BMW now states the combined consumption at 1.7 to 1.9 litres per 100 kilometres or 18.5 to 20.1 kWh in electric mode. The electric range is between 50 and 53 kilometres, depending on the equipment. These are all WLTP values. BMW also states in the communication ranges and consumption calculated back to the NEDC, which is why there is sometimes talk of a range of up to 57 kilometres.
The core of the modified drive is the battery, which contains cells of the “latest generation” – presumably the same cells as in the BMW 530e, which also recently received a battery update. This increases the gross capacity of the high-voltage accumulator from 7.7 kWh to 10.0 kWh for the same dimensions, while BMW indicates a net usable capacity of 8.8 kWh. The charging time with the standard household plug is five hours, at a wall box or AC charging station (and the type 2 charging cable not included) the battery is full after 3:15 hours.
Nothing has changed in the arrangement of the hybrid components: The battery is still installed under the rear bench seat and thus does not influence the trunk volume (400 to 1,350 litres), the charging connection is still behind the front wheel on the driver’s side.
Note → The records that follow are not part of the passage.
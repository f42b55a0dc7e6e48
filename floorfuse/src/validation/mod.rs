//! Geometric validation of the fused floor plan
//!
//! Checks run in a fixed order over the fused result:
//! 1. Room polygons must be closed rings of at least three vertices; open
//!    polygons are excluded from the output
//! 2. Walls are classified (exterior/interior) and checked for isolation
//! 3. Doors and windows must sit on a wall (within its thickness)
//! 4. Overlapping rooms are flagged, as overlap or suspected duplicate
//! 5. Rooms without a door path to another room are flagged disconnected
//!
//! Validation mutates flags and confidences; the metrics it gathers feed the
//! confidence scorer's rule library.

mod openings;
mod rooms;
mod walls;

use crate::config::ValidationConfig;
use crate::fusion::FusedResult;
use crate::types::EntityKind;
use serde::{Deserialize, Serialize};
use tracing::info;

/// Issue severity
#[derive(Debug, Clone, Copy, PartialEq, Eq, PartialOrd, Ord, Hash, Serialize, Deserialize)]
#[serde(rename_all = "snake_case")]
pub enum Severity {
    Critical,
    Warning,
    Info,
}

/// One validation finding
#[derive(Debug, Clone, PartialEq, Serialize, Deserialize)]
pub struct ValidationIssue {
    pub severity: Severity,
    pub code: String,
    #[serde(default, skip_serializing_if = "Option::is_none")]
    pub entity_id: Option<String>,
    pub message: String,
}

impl ValidationIssue {
    pub fn new(severity: Severity, code: &str, entity_id: Option<&str>, message: String) -> Self {
        Self {
            severity,
            code: code.to_string(),
            entity_id: entity_id.map(str::to_string),
            message,
        }
    }
}

/// Entity removed from the fused result
#[derive(Debug, Clone, PartialEq, Serialize, Deserialize)]
pub struct ExcludedEntity {
    pub id: String,
    pub kind: EntityKind,
    pub reason: String,
    pub provenance: Vec<String>,
}

/// Measurements gathered while validating (None when not applicable)
#[derive(Debug, Clone, Default, PartialEq, Serialize, Deserialize)]
pub struct GeometryMetrics {
    pub rooms_checked: usize,
    pub rooms_closed: usize,
    /// Closed rooms over checked rooms
    pub closure_rate: Option<f64>,
    /// Walls with at least one endpoint joined over all walls
    pub wall_connectivity: Option<f64>,
    /// Openings hosted by a wall over all openings
    pub opening_placement: Option<f64>,
    /// Rooms free of overlaps over all rooms
    pub layout_coherence: Option<f64>,
    /// Rooms reachable through a door over all rooms (two or more rooms)
    pub room_connectivity: Option<f64>,
}

/// Validation output
#[derive(Debug, Clone, Default, PartialEq, Serialize, Deserialize)]
pub struct ValidationReport {
    pub issues: Vec<ValidationIssue>,
    pub excluded: Vec<ExcludedEntity>,
    pub metrics: GeometryMetrics,
}

impl ValidationReport {
    pub fn count(&self, severity: Severity) -> usize {
        self.issues.iter().filter(|i| i.severity == severity).count()
    }

    pub fn has_critical(&self) -> bool {
        self.count(Severity::Critical) > 0
    }
}

/// Runs geometric checks over a fused result
pub struct GeometricValidator<'a> {
    config: &'a ValidationConfig,
}

impl<'a> GeometricValidator<'a> {
    pub fn new(config: &'a ValidationConfig) -> Self {
        Self { config }
    }

    pub fn validate(&self, result: &mut FusedResult) -> ValidationReport {
        let mut report = ValidationReport::default();

        rooms::check_closure(self.config, result, &mut report);
        walls::classify_perimeter(self.config, result);
        walls::check_connectivity(self.config, result, &mut report);
        openings::check_placement(self.config, result, &mut report);
        rooms::check_overlaps(self.config, result, &mut report);
        rooms::check_connectivity(self.config, result, &mut report);

        info!(
            "Validation: {} critical, {} warnings, {} excluded",
            report.count(Severity::Critical),
            report.count(Severity::Warning),
            report.excluded.len()
        );
        report
    }
}

#[cfg(test)]
pub(crate) mod fixtures {
    use crate::config::VotingStrategy;
    use crate::fusion::{FusedEntity, FusedResult, FusionMetadata};
    use crate::types::{Point2D, RoomItem, RoomType, WallItem};

    pub fn entity<T>(id: &str, item: T, confidence: f64) -> FusedEntity<T> {
        FusedEntity {
            id: id.to_string(),
            item,
            confidence,
            provenance: vec!["test".to_string()],
            agreement: None,
            flags: vec![],
        }
    }

    pub fn empty_result() -> FusedResult {
        FusedResult {
            rooms: vec![],
            walls: vec![],
            doors: vec![],
            windows: vec![],
            dimensions: vec![],
            metadata: FusionMetadata {
                models_used: vec![],
                fusion_strategy: VotingStrategy::Weighted,
                confidence: 0.0,
                consensus_level: 0.0,
                conflicts: vec![],
                processing_time_ms: 0,
            },
        }
    }

    pub fn rect(x0: f64, y0: f64, x1: f64, y1: f64, closed: bool) -> Vec<Point2D> {
        let mut pts = vec![
            Point2D::new(x0, y0),
            Point2D::new(x1, y0),
            Point2D::new(x1, y1),
            Point2D::new(x0, y1),
        ];
        if closed {
            pts.push(Point2D::new(x0, y0));
        }
        pts
    }

    pub fn room(id: &str, polygon: Vec<Point2D>) -> FusedEntity<RoomItem> {
        let mut item = RoomItem::new(polygon, None, 0.9);
        item.room_type = RoomType::Bedroom;
        entity(id, item, 0.9)
    }

    pub fn wall(id: &str, start: (f64, f64), end: (f64, f64), thickness: f64) -> FusedEntity<WallItem> {
        let item = WallItem::new(
            Point2D::new(start.0, start.1),
            Point2D::new(end.0, end.1),
            thickness,
            0.9,
        );
        entity(id, item, 0.9)
    }
}
//! Common error types for floorfuse

use thiserror::Error;

/// Common result type for floorfuse operations
pub type Result<T> = std::result::Result<T, Error>;

/// Common error types across floorfuse crates
#[derive(Error, Debug)]
pub enum Error {
    /// I/O operation error (wraps std::io::Error)
    #[error("IO error: {0}")]
    Io(#[from] std::io::Error),

    /// Configuration loading or validation error
    #[error("Configuration error: {0}")]
    Config(String),

    /// JSON (de)serialization error
    #[error("Serialization error: {0}")]
    Serialization(#[from] serde_json::Error),

    /// Invalid user input or request parameter
    #[error("Invalid input: {0}")]
    InvalidInput(String),
}
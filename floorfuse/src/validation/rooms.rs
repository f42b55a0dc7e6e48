//! Room checks: closure, overlap and door connectivity

use super::{ExcludedEntity, Severity, ValidationIssue, ValidationReport};
use crate::config::ValidationConfig;
use crate::fusion::{EntityFlag, FusedResult};
use crate::geometry;
use crate::types::EntityKind;
use tracing::warn;

/// Exclude rooms whose polygon is open or has fewer than three vertices
pub(super) fn check_closure(
    config: &ValidationConfig,
    result: &mut FusedResult,
    report: &mut ValidationReport,
) {
    let tol = config.closure_tolerance_px;
    let checked = result.rooms.len();
    let mut kept = Vec::with_capacity(checked);

    for room in result.rooms.drain(..) {
        let polygon = &room.item.polygon;
        let closed = polygon.len() >= 2
            && polygon[0].distance_to(&polygon[polygon.len() - 1]) <= tol;
        let vertices = geometry::ring_vertices(polygon, tol).len();

        let reason = if !closed {
            Some(format!(
                "room polygon is open (first and last vertex more than {} px apart)",
                tol
            ))
        } else if vertices < 3 {
            Some(format!("room polygon has only {} distinct vertices", vertices))
        } else {
            None
        };

        match reason {
            Some(reason) => {
                warn!("Excluding room {}: {}", room.id, reason);
                report.issues.push(ValidationIssue::new(
                    Severity::Critical,
                    "room_polygon_open",
                    Some(&room.id),
                    reason.clone(),
                ));
                report.excluded.push(ExcludedEntity {
                    id: room.id.clone(),
                    kind: EntityKind::Room,
                    reason,
                    provenance: room.provenance.clone(),
                });
            }
            None => kept.push(room),
        }
    }

    report.metrics.rooms_checked = checked;
    report.metrics.rooms_closed = kept.len();
    report.metrics.closure_rate = (checked > 0).then(|| kept.len() as f64 / checked as f64);
    result.rooms = kept;
}

/// Flag overlapping rooms and suspected duplicates
pub(super) fn check_overlaps(
    config: &ValidationConfig,
    result: &mut FusedResult,
    report: &mut ValidationReport,
) {
    let n = result.rooms.len();
    let boxes: Vec<_> = result.rooms.iter().map(|r| r.item.bbox()).collect();
    let centroids: Vec<_> = result.rooms.iter().map(|r| r.item.centroid()).collect();
    let mut involved = vec![false; n];

    for i in 0..n {
        for j in (i + 1)..n {
            let ratio = boxes[i].overlap_ratio(&boxes[j]);
            if ratio <= 0.0 {
                continue;
            }
            let close = centroids[i].distance_to(&centroids[j]) < config.duplicate_centroid_tolerance_px;
            let (flag, code) = if close {
                (EntityFlag::SuspectedDuplicate, "room_suspected_duplicate")
            } else if ratio > config.overlap_ratio_warning {
                (EntityFlag::Overlapping, "room_overlap")
            } else {
                continue;
            };

            involved[i] = true;
            involved[j] = true;
            result.rooms[i].flag(flag);
            result.rooms[j].flag(flag);
            report.issues.push(ValidationIssue::new(
                Severity::Warning,
                code,
                Some(&result.rooms[j].id),
                format!(
                    "rooms {} and {} overlap ({:.0}% of the smaller)",
                    result.rooms[i].id,
                    result.rooms[j].id,
                    ratio * 100.0
                ),
            ));
        }
    }

    report.metrics.layout_coherence =
        (n > 0).then(|| involved.iter().filter(|x| !**x).count() as f64 / n as f64);
}

/// Flag rooms with no door shared with another room
pub(super) fn check_connectivity(
    config: &ValidationConfig,
    result: &mut FusedResult,
    report: &mut ValidationReport,
) {
    let n = result.rooms.len();
    if n < 2 {
        return;
    }
    let tol = config.door_room_tolerance_px;

    let near_door: Vec<Vec<usize>> = result
        .doors
        .iter()
        .map(|door| {
            (0..n)
                .filter(|&i| {
                    let polygon = &result.rooms[i].item.polygon;
                    geometry::distance_to_boundary(&door.item.position, polygon) <= tol
                        || geometry::point_in_polygon(&door.item.position, polygon)
                })
                .collect()
        })
        .collect();

    let mut connected = vec![false; n];
    for rooms in near_door.iter().filter(|rooms| rooms.len() >= 2) {
        for &i in rooms {
            connected[i] = true;
        }
    }

    for (i, ok) in connected.iter().enumerate() {
        if !ok {
            result.rooms[i].flag(EntityFlag::Disconnected);
            report.issues.push(ValidationIssue::new(
                Severity::Warning,
                "room_disconnected",
                Some(&result.rooms[i].id),
                format!("room {} has no door to another room", result.rooms[i].id),
            ));
        }
    }

    report.metrics.room_connectivity =
        Some(connected.iter().filter(|c| **c).count() as f64 / n as f64);
}

#[cfg(test)]
mod tests {
    use super::super::fixtures::{empty_result, entity, rect, room};
    use super::super::GeometricValidator;
    use crate::config::ValidationConfig;
    use crate::fusion::EntityFlag;
    use crate::types::{OpeningItem, Point2D};

    #[test]
    fn test_open_polygon_is_excluded() {
        // Arrange
        let config = ValidationConfig::default();
        let mut result = empty_result();
        result.rooms.push(room("closed", rect(0.0, 0.0, 100.0, 100.0, true)));
        result.rooms.push(room("open", rect(200.0, 0.0, 300.0, 100.0, false)));

        // Act
        let report = GeometricValidator::new(&config).validate(&mut result);

        // Assert
        assert_eq!(result.rooms.len(), 1);
        assert_eq!(result.rooms[0].id, "closed");
        assert_eq!(report.excluded.len(), 1);
        assert_eq!(report.excluded[0].id, "open");
        assert_eq!(report.metrics.closure_rate, Some(0.5));
        assert!(report.has_critical());
    }

    #[test]
    fn test_overlapping_rooms_flagged() {
        let config = ValidationConfig::default();
        let mut result = empty_result();
        result.rooms.push(room("a", rect(0.0, 0.0, 100.0, 100.0, true)));
        result.rooms.push(room("b", rect(50.0, 0.0, 150.0, 100.0, true)));
        result.rooms.push(room("c", rect(2.0, 2.0, 102.0, 102.0, true)));

        let report = GeometricValidator::new(&config).validate(&mut result);

        assert!(result.rooms[0].has_flag(EntityFlag::SuspectedDuplicate));
        assert!(result.rooms[2].has_flag(EntityFlag::SuspectedDuplicate));
        assert!(result.rooms[1].has_flag(EntityFlag::Overlapping));
        assert_eq!(report.metrics.layout_coherence, Some(0.0));
    }

    #[test]
    fn test_rooms_connected_by_shared_door() {
        // Arrange: a and b share a door, c stands alone
        let config = ValidationConfig::default();
        let mut result = empty_result();
        result.rooms.push(room("a", rect(0.0, 0.0, 100.0, 100.0, true)));
        result.rooms.push(room("b", rect(100.0, 0.0, 200.0, 100.0, true)));
        result.rooms.push(room("c", rect(400.0, 0.0, 500.0, 100.0, true)));
        result.doors.push(entity(
            "d",
            OpeningItem::new(Point2D::new(100.0, 50.0), 30.0, 0.8),
            0.8,
        ));

        // Act
        let report = GeometricValidator::new(&config).validate(&mut result);

        // Assert
        assert!(!result.rooms[0].has_flag(EntityFlag::Disconnected));
        assert!(!result.rooms[1].has_flag(EntityFlag::Disconnected));
        assert!(result.rooms[2].has_flag(EntityFlag::Disconnected));
        assert!((report.metrics.room_connectivity.unwrap() - 2.0 / 3.0).abs() < 1e-12);
    }

    #[test]
    fn test_single_room_is_never_disconnected() {
        let config = ValidationConfig::default();
        let mut result = empty_result();
        result.rooms.push(room("only", rect(0.0, 0.0, 100.0, 100.0, true)));

        let report = GeometricValidator::new(&config).validate(&mut result);

        assert!(!result.rooms[0].has_flag(EntityFlag::Disconnected));
        assert_eq!(report.metrics.room_connectivity, None);
    }
}
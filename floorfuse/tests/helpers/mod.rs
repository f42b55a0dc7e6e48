//! Test Helper Utilities
//!
//! Shared fixture builders for floorfuse integration tests

pub mod fixtures;

#[allow(unused_imports)]
pub use fixtures::{
    closed_rect, detector, e2e_config, e2e_sources, open_polyline, room, three_room_plan,
};
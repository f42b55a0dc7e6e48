//! External arbitration of conflicts
//!
//! An [`Arbiter`] is asked to choose among the values a conflict's sources
//! reported, or to propose a compromise value. The resolver bounds every call
//! with a timeout and memoizes verdicts per conflict signature.

use super::{ConflictKind, ConflictValue, DetectedConflict};
use crate::error::{FusionError, Result};
use crate::types::{Confidence, Point2D};
use async_trait::async_trait;
use serde::{Deserialize, Serialize};
use std::time::Duration;
use tracing::debug;

/// Conflict as presented to an arbiter
#[derive(Debug, Clone, Serialize, Deserialize, PartialEq)]
pub struct ArbitrationRequest {
    pub kind: ConflictKind,
    pub sources: Vec<String>,
    pub values: Vec<ConflictValue>,
    pub confidences: Vec<Confidence>,
    #[serde(default, skip_serializing_if = "Option::is_none")]
    pub location: Option<Point2D>,
}

impl ArbitrationRequest {
    /// Memoization key: identical kind, sources and values share a verdict
    pub fn signature(&self) -> String {
        let values: Vec<String> = self.values.iter().map(|v| v.to_string()).collect();
        format!("{}|{}|{}", self.kind, self.sources.join(","), values.join(","))
    }
}

impl From<&DetectedConflict> for ArbitrationRequest {
    fn from(conflict: &DetectedConflict) -> Self {
        Self {
            kind: conflict.kind,
            sources: conflict.sources.clone(),
            values: conflict.values.clone(),
            confidences: conflict.confidences.clone(),
            location: conflict.location,
        }
    }
}

/// Arbiter decision
#[derive(Debug, Clone, Copy, Serialize, Deserialize, PartialEq)]
#[serde(tag = "decision", rename_all = "snake_case")]
pub enum ArbitrationDecision {
    /// Choose the value at `index` in the request
    Pick { index: usize },
    /// Use a value no source reported
    Compromise { value: ConflictValue },
}

/// Arbiter answer
#[derive(Debug, Clone, Copy, Serialize, Deserialize, PartialEq)]
pub struct ArbitrationVerdict {
    #[serde(flatten)]
    pub decision: ArbitrationDecision,
    pub confidence: Confidence,
}

/// External conflict arbiter
#[async_trait]
pub trait Arbiter: Send + Sync {
    /// Arbiter name for logs
    fn name(&self) -> &str;

    async fn arbitrate(&self, request: &ArbitrationRequest) -> Result<ArbitrationVerdict>;
}

/// Arbiter reached over HTTP: POSTs the request as JSON, expects a verdict
pub struct HttpArbiter {
    endpoint: String,
    client: reqwest::Client,
}

impl HttpArbiter {
    pub fn new(endpoint: impl Into<String>, timeout: Duration) -> Result<Self> {
        let client = reqwest::Client::builder()
            .timeout(timeout)
            .build()
            .map_err(|e| FusionError::Arbitration(format!("HTTP client setup failed: {}", e)))?;
        Ok(Self {
            endpoint: endpoint.into(),
            client,
        })
    }
}

#[async_trait]
impl Arbiter for HttpArbiter {
    fn name(&self) -> &str {
        &self.endpoint
    }

    async fn arbitrate(&self, request: &ArbitrationRequest) -> Result<ArbitrationVerdict> {
        debug!("Requesting arbitration for {} conflict from {}", request.kind, self.endpoint);

        let response = self
            .client
            .post(&self.endpoint)
            .json(request)
            .send()
            .await
            .map_err(|e| FusionError::Arbitration(format!("request failed: {}", e)))?;

        if !response.status().is_success() {
            return Err(FusionError::Arbitration(format!(
                "arbiter returned {}",
                response.status()
            )));
        }

        response
            .json::<ArbitrationVerdict>()
            .await
            .map_err(|e| FusionError::Arbitration(format!("invalid verdict: {}", e)))
    }
}

#[cfg(test)]
mod tests {
    use super::*;
    use crate::types::RoomType;

    #[test]
    fn test_verdict_wire_format() {
        let verdict: ArbitrationVerdict =
            serde_json::from_str(r#"{"decision": "pick", "index": 1, "confidence": 0.8}"#).unwrap();
        assert_eq!(verdict.decision, ArbitrationDecision::Pick { index: 1 });

        let verdict: ArbitrationVerdict = serde_json::from_str(
            r#"{"decision": "compromise", "value": 3.2, "confidence": 0.6}"#,
        )
        .unwrap();
        assert_eq!(
            verdict.decision,
            ArbitrationDecision::Compromise {
                value: ConflictValue::Length(3.2)
            }
        );
    }

    #[test]
    fn test_signature_ignores_confidence() {
        let mut request = ArbitrationRequest {
            kind: ConflictKind::RoomType,
            sources: vec!["a".into(), "b".into()],
            values: vec![
                ConflictValue::RoomType(RoomType::Bedroom),
                ConflictValue::RoomType(RoomType::Office),
            ],
            confidences: vec![0.9, 0.6],
            location: None,
        };
        let before = request.signature();
        request.confidences = vec![0.5, 0.5];
        assert_eq!(request.signature(), before);
    }
}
The BMW 225xe Active Tourer (like its sister model Mini Countryman Cooper S E) is one of the few PHEVs to feature a transaxle hybrid: the 1.5-litre three-cylinder petrol engine with 100 kW exclusively powers the front wheels, while the electric drive (65 kW) installed in the rear of the vehicle only powers the rear wheels. This results in a “hybrid-specific all-wheel drive” – sometimes only the front axle is driven, sometimes only the rear axle. According to BMW, if both axles are powered simultaneously, the power can be distributed between the axles for optimum traction (especially in bad weather or road conditions).
When the driver calls off the 165 kW system power, they can accelerate from a standstill to 100 km/h in 6.7 seconds or further up to a maximum speed of 202 km/h. The system is equipped with an integrated brake system, which enables the driver to accelerate from a standstill to 100 km/h or up to a maximum speed of 202 km/h. In electric mode, the 225x can accelerate up to 130 km/h. While VW has deleted the drive mode for saving the battery level in the facelift of their Passat GTE, BMW continues to offer the “save battery” mode. This is also better because from 2020 onwards, the so-called “eDrive Zones” will be part of BMW’s standard equipment for plug-in hybrids.
A standard onboard feature is an AVAS that uses a special sound to draw the attention of other road users to the car when driving electrically at speeds of less than 30 km/h. A stationary air conditioning system, which also allows pre-conditioning of the interior via an app, is also part of the standard equipment.
Since the environmental benefits of PHEV have repeatedly been questioned in public (most recently by Stephan Kühn, a Green transport politician), BMW has had a certified CO2 certificate issued for the hybrid version of the 2 Series for the entire cycle from raw material procurement, supply chain, production and use phase to recycling. The result: when charging with European “average electricity”, the 2-series PHEV emits 33 per cent less CO2 than the 225xi with petrol and 24 per cent less than the diesel 220xd during the service life phase – with green electricity, the savings increase to 56 and 50 per cent respectively. For this to translate in reality, drivers need to do their part and charge their PHEV as often as possible.
The base price for the 225xe Active Tourer is quoted by BMW at 39,650 euros.